Your instructions: Every line in the records below that holds "source" must be identified and copied.

Provided information:
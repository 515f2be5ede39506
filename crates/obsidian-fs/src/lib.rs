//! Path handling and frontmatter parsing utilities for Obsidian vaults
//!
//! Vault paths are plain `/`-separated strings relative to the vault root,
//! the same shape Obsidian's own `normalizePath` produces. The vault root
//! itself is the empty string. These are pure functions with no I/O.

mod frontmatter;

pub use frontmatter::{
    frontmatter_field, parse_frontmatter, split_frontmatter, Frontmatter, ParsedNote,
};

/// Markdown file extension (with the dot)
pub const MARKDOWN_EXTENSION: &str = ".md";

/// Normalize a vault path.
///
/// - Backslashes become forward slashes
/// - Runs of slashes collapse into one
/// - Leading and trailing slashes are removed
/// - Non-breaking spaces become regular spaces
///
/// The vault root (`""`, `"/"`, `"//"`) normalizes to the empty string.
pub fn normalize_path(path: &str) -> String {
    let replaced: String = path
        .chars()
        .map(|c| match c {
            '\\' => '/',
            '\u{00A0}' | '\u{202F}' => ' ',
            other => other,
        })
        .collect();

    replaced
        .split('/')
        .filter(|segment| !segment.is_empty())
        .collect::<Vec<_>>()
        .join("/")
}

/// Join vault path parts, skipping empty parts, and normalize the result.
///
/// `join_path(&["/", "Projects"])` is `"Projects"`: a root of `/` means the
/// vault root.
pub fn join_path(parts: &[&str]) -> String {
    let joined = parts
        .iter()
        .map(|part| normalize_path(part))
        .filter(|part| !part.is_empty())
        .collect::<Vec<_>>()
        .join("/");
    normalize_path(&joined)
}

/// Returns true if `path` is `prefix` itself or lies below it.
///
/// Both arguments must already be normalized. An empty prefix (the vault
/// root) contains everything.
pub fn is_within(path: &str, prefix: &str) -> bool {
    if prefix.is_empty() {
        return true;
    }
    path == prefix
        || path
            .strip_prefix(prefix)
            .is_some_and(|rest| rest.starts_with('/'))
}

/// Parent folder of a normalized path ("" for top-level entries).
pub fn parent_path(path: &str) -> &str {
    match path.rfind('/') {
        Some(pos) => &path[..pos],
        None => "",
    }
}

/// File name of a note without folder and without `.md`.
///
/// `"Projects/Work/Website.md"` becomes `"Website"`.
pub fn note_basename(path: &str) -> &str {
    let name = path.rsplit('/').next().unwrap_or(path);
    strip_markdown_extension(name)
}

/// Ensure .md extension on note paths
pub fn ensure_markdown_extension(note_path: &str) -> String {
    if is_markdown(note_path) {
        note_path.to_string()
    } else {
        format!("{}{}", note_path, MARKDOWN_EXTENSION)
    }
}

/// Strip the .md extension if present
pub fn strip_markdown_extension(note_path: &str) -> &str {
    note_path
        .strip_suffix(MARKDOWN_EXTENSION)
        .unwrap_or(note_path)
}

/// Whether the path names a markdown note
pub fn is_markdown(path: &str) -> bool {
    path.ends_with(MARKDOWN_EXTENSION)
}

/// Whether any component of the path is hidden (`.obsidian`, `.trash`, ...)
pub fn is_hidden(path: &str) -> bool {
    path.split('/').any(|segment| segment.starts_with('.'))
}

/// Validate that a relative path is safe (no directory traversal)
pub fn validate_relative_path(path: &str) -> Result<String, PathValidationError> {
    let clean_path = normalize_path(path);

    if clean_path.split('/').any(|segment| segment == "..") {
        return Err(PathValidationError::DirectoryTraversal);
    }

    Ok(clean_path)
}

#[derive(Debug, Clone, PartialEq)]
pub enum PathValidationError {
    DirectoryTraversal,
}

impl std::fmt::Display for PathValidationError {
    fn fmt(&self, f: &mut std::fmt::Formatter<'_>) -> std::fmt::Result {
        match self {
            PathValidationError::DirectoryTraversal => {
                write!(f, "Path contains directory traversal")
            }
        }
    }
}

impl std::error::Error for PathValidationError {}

--

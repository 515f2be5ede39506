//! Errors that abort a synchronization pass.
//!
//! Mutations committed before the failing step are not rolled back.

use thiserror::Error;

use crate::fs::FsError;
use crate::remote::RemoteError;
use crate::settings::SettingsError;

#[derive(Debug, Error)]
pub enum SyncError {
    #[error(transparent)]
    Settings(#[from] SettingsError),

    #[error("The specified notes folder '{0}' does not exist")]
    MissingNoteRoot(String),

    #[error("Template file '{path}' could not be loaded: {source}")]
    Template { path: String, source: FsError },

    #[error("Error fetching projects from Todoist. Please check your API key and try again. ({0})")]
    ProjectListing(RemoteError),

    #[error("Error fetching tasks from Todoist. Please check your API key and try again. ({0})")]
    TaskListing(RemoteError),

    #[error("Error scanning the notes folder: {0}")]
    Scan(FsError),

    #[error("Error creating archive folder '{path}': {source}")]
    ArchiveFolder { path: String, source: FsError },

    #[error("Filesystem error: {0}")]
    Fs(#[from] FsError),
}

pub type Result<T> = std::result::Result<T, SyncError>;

Response to this exercise:
    #[error("Template file '{path}' could not be loaded: {source}")]
    Template { path: String, source: FsError },
    #[error("Error creating archive folder '{path}': {source}")]
    ArchiveFolder { path: String, source: FsError },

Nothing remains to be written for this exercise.